AIM OF THE EXERCISE: When a line of the records contains "balance", copy it.

THE DATA:
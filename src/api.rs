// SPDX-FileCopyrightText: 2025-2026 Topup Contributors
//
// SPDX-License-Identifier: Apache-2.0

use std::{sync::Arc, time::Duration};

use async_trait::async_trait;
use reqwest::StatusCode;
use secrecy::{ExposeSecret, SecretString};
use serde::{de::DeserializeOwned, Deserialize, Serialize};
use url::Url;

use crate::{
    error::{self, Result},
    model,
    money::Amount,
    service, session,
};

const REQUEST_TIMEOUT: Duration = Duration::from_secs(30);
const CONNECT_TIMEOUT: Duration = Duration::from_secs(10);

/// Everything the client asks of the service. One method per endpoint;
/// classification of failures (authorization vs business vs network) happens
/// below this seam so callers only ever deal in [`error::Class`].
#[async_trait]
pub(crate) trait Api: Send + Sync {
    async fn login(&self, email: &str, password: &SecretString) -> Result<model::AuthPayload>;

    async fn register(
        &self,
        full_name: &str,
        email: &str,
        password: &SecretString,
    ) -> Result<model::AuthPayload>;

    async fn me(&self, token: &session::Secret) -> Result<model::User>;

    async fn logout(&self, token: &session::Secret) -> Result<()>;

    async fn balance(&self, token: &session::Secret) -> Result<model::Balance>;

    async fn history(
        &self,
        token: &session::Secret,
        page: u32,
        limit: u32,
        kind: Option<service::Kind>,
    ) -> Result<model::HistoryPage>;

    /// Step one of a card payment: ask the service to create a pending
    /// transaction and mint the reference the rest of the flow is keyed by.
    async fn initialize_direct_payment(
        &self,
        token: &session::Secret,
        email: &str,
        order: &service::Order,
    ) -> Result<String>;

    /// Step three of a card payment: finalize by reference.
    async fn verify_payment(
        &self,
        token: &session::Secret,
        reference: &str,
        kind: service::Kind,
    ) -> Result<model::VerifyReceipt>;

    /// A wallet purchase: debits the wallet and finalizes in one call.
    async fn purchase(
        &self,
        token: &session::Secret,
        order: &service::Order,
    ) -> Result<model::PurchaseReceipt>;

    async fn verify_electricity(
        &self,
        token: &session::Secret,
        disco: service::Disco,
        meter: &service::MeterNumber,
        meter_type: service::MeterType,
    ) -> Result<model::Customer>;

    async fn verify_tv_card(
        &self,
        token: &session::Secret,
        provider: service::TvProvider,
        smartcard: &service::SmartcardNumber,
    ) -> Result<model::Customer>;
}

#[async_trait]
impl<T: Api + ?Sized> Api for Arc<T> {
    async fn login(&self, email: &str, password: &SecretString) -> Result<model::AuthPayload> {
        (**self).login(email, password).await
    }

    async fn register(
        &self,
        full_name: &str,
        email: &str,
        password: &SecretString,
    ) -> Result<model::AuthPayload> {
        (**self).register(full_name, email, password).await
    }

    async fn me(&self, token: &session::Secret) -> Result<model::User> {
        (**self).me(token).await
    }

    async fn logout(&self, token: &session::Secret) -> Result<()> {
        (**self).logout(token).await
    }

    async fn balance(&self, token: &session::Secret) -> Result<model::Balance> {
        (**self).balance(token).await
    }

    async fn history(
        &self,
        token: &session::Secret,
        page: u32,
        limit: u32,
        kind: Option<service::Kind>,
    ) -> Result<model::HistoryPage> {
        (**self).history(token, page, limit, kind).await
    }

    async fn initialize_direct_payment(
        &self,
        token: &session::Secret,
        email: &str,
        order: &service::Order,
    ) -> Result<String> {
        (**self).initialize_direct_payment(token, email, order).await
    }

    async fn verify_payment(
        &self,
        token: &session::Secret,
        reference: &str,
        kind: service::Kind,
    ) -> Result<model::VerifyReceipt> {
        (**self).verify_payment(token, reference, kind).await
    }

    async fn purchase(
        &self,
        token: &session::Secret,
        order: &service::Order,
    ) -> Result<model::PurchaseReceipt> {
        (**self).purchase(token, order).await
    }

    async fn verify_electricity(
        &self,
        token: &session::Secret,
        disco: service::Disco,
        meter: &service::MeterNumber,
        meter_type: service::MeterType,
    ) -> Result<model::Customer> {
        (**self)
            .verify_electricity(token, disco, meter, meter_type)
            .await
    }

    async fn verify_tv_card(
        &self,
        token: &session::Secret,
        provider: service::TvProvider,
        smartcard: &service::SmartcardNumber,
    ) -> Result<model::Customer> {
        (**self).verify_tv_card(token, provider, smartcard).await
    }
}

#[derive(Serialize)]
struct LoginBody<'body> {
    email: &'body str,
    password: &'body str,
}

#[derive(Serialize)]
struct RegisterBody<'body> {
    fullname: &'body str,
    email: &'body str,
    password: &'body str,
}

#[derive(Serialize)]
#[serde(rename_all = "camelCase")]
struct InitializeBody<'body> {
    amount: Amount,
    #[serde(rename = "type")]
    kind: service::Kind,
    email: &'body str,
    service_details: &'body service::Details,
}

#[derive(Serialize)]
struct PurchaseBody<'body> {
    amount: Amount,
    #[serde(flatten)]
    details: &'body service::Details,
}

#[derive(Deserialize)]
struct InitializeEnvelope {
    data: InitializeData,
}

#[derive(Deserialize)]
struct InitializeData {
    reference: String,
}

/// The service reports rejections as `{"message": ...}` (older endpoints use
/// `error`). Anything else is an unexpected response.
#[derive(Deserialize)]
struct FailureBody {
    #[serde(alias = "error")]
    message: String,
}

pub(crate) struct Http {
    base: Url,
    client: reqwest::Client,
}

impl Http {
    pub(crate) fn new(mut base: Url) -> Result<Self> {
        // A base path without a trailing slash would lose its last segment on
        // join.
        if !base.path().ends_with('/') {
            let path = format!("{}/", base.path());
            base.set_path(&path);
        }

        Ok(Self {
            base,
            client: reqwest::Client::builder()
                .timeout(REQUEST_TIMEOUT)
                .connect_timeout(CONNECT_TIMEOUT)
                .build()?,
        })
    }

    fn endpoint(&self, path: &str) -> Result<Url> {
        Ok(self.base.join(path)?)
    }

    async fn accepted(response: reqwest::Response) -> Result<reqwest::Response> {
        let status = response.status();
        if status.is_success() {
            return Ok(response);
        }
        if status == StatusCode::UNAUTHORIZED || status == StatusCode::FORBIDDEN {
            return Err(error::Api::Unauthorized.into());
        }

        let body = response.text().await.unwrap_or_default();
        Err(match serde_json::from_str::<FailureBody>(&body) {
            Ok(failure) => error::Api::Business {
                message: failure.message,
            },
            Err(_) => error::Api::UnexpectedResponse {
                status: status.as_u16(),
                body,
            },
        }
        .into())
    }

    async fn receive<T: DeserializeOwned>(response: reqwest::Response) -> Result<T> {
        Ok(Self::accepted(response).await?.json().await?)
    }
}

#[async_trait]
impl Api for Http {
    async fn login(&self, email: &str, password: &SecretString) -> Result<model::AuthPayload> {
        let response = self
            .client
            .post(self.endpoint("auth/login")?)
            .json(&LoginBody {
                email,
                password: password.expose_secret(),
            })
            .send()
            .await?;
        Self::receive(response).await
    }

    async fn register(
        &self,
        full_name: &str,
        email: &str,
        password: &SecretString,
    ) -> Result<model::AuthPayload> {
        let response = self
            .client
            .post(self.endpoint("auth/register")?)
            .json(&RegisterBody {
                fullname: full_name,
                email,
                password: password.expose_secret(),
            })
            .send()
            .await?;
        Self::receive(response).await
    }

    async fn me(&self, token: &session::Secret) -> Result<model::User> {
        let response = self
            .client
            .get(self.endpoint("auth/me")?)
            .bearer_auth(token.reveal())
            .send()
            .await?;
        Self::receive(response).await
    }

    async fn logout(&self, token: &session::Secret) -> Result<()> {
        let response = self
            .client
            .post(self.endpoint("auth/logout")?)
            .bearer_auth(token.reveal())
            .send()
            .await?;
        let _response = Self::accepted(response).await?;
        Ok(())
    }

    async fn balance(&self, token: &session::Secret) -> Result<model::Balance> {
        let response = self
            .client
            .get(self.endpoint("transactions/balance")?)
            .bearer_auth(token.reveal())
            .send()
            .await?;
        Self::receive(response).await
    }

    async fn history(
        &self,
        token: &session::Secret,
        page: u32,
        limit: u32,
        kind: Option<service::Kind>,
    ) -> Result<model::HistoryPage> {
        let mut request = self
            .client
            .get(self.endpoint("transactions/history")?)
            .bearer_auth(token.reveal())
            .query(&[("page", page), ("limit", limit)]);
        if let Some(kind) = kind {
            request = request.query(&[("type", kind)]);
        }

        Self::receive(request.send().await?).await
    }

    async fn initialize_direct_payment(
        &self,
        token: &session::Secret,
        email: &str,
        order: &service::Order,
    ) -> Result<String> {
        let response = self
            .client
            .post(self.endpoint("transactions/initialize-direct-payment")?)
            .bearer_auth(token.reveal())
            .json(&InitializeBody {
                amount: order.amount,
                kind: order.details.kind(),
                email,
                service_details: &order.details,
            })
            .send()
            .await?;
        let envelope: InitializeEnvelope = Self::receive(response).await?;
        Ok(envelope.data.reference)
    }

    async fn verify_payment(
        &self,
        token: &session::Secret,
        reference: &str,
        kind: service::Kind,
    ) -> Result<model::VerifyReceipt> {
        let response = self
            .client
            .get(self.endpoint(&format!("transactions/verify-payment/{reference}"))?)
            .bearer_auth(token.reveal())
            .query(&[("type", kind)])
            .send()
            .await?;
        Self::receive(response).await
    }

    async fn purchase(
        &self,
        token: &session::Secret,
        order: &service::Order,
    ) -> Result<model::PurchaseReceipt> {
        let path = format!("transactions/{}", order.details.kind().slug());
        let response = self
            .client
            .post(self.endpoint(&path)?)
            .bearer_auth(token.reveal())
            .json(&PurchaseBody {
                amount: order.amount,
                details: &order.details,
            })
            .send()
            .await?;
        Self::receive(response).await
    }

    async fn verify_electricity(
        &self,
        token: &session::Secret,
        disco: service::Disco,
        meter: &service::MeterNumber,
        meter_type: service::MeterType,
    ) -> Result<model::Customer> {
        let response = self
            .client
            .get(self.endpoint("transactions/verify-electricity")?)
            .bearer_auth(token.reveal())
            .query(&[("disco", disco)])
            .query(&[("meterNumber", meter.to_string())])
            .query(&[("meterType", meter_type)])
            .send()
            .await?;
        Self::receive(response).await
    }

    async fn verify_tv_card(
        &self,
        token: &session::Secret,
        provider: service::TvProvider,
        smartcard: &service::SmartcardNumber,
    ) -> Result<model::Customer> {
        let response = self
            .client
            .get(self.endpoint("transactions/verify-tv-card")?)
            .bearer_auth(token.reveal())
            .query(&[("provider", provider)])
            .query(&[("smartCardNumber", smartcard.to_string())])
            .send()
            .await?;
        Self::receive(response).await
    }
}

RESULT OF THIS TASK:
    async fn balance(&self, token: &session::Secret) -> Result<model::Balance>;
    async fn balance(&self, token: &session::Secret) -> Result<model::Balance> {
        (**self).balance(token).await
    async fn balance(&self, token: &session::Secret) -> Result<model::Balance> {
            .get(self.endpoint("transactions/balance")?)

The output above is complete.